## Raw data
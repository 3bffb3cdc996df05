//! Free-text citation byline parsing.
//!
//! Sources render the author line as a dash-delimited fragment such as
//! `"A Vaswani, N Shazeer - Advances in neural information processing
//! systems, 2017 - proceedings.neurips.cc"`. This module turns that fragment
//! into structured fields. No I/O, no bound checks beyond the token format -
//! callers validate year plausibility independently.

use regex::Regex;
use std::sync::OnceLock;

/// Parsed author/venue/year fields from a raw byline
#[derive(Debug, Clone, Default, PartialEq, Eq)]
pub struct AuthorInfo {
    pub authors: Vec<String>,
    pub venue: Option<String>,
    pub year: Option<u16>,
}

fn year_token_regex() -> &'static Regex {
    static RE: OnceLock<Regex> = OnceLock::new();
    RE.get_or_init(|| Regex::new(r"\b\d{4}\b").expect("static regex"))
}

/// Parse a dash-delimited byline fragment into structured fields.
///
/// Segments are split on the literal `" - "` separator:
/// - 3+ segments: authors, venue+year, publisher (ignored)
/// - 2 segments: authors, then either a bare year, venue+year, or venue only
/// - 1 segment: authors only
/// - empty input: all fields empty
#[must_use]
pub fn parse_author_info(raw: &str) -> AuthorInfo {
    if raw.trim().is_empty() {
        return AuthorInfo::default();
    }

    // Split before trimming: a whitespace-only author segment must not
    // swallow the leading separator
    let segments: Vec<&str> = raw.split(" - ").map(str::trim).collect();
    let authors = split_authors(segments[0]);

    match segments.len() {
        1 => AuthorInfo {
            authors,
            ..AuthorInfo::default()
        },
        2 => {
            let tail = segments[1];
            if is_bare_year(tail) {
                AuthorInfo {
                    authors,
                    venue: None,
                    year: tail.parse().ok(),
                }
            } else {
                let (venue, year) = split_venue_year(tail);
                AuthorInfo {
                    authors,
                    venue,
                    year,
                }
            }
        }
        // Third and later segments are typically the publisher; ignored
        _ => {
            let (venue, year) = split_venue_year(segments[1]);
            AuthorInfo {
                authors,
                venue,
                year,
            }
        }
    }
}

/// Comma-split an author segment, trimming and dropping empties
fn split_authors(segment: &str) -> Vec<String> {
    segment
        .split(',')
        .map(str::trim)
        .filter(|s| !s.is_empty())
        .map(ToString::to_string)
        .collect()
}

/// Whether a segment is exactly a 4-digit year token
fn is_bare_year(segment: &str) -> bool {
    segment.len() == 4 && segment.bytes().all(|b| b.is_ascii_digit())
}

/// Extract a year token from a venue+year segment, stripping the token and
/// stray commas from what remains. Also used on institutional
/// publication-info strings, which follow the same shape.
pub(crate) fn split_venue_year(segment: &str) -> (Option<String>, Option<u16>) {
    let segment = segment.trim();
    if let Some(m) = year_token_regex().find(segment) {
        let year = m.as_str().parse().ok();
        let mut venue = String::with_capacity(segment.len());
        venue.push_str(&segment[..m.start()]);
        venue.push_str(&segment[m.end()..]);
        let venue = venue.trim().trim_matches(',').trim();
        let venue = if venue.is_empty() {
            None
        } else {
            Some(venue.to_string())
        };
        (venue, year)
    } else if segment.is_empty() {
        (None, None)
    } else {
        (Some(segment.to_string()), None)
    }
}

#[cfg(test)]
mod tests {
    use super::*;

    #[test]
    fn test_three_segments() {
        let info = parse_author_info("A, B - Venue, 2015 - Publisher");
        assert_eq!(info.authors, vec!["A", "B"]);
        assert_eq!(info.venue.as_deref(), Some("Venue"));
        assert_eq!(info.year, Some(2015));
    }

    #[test]
    fn test_two_segments_bare_year() {
        let info = parse_author_info("X - 2021");
        assert_eq!(info.authors, vec!["X"]);
        assert_eq!(info.venue, None);
        assert_eq!(info.year, Some(2021));
    }

    #[test]
    fn test_three_segments_bare_year_and_publisher() {
        let info = parse_author_info("X - 2021 - publisher.com");
        assert_eq!(info.authors, vec!["X"]);
        assert_eq!(info.venue, None);
        assert_eq!(info.year, Some(2021));
    }

    #[test]
    fn test_two_segments_venue_with_year() {
        let info = parse_author_info("MI Jordan, TM Mitchell - Science, 2015");
        assert_eq!(info.authors, vec!["MI Jordan", "TM Mitchell"]);
        assert_eq!(info.venue.as_deref(), Some("Science"));
        assert_eq!(info.year, Some(2015));
    }

    #[test]
    fn test_two_segments_venue_without_year() {
        let info = parse_author_info("A Smith - Journal of Things");
        assert_eq!(info.authors, vec!["A Smith"]);
        assert_eq!(info.venue.as_deref(), Some("Journal of Things"));
        assert_eq!(info.year, None);
    }

    #[test]
    fn test_single_segment_is_authors_only() {
        let info = parse_author_info("J Doe, R Roe");
        assert_eq!(info.authors, vec!["J Doe", "R Roe"]);
        assert_eq!(info.venue, None);
        assert_eq!(info.year, None);
    }

    #[test]
    fn test_empty_input() {
        let info = parse_author_info("");
        assert!(info.authors.is_empty());
        assert_eq!(info.venue, None);
        assert_eq!(info.year, None);

        let info = parse_author_info("   ");
        assert!(info.authors.is_empty());
    }

    #[test]
    fn test_whitespace_author_segment_keeps_separator() {
        // A blank author segment must not collapse the byline into one segment
        let info = parse_author_info("  - Venue, 2015");
        assert!(info.authors.is_empty());
        assert_eq!(info.venue.as_deref(), Some("Venue"));
        assert_eq!(info.year, Some(2015));

        let info = parse_author_info("   - 2021");
        assert!(info.authors.is_empty());
        assert_eq!(info.venue, None);
        assert_eq!(info.year, Some(2021));
    }

    #[test]
    fn test_empty_author_entries_dropped() {
        let info = parse_author_info("A, , B,  - Venue, 2019");
        assert_eq!(info.authors, vec!["A", "B"]);
    }

    #[test]
    fn test_year_embedded_in_venue_text() {
        let info = parse_author_info("C Writer - Proc. 12th Conf, 2003, Vienna");
        assert_eq!(info.year, Some(2003));
        assert_eq!(info.venue.as_deref(), Some("Proc. 12th Conf, , Vienna"));
    }

    #[test]
    fn test_no_bound_check_on_extracted_year() {
        // Implausible years are still extracted; callers bound-check
        let info = parse_author_info("A - Venue, 1234");
        assert_eq!(info.year, Some(1234));
    }
}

## Task objective
Where in the records above does the word "Mitchell" appear? Copy each line that holds it.

## Answer to this exercise
        let info = parse_author_info("MI Jordan, TM Mitchell - Science, 2015");
        assert_eq!(info.authors, vec!["MI Jordan", "TM Mitchell"]);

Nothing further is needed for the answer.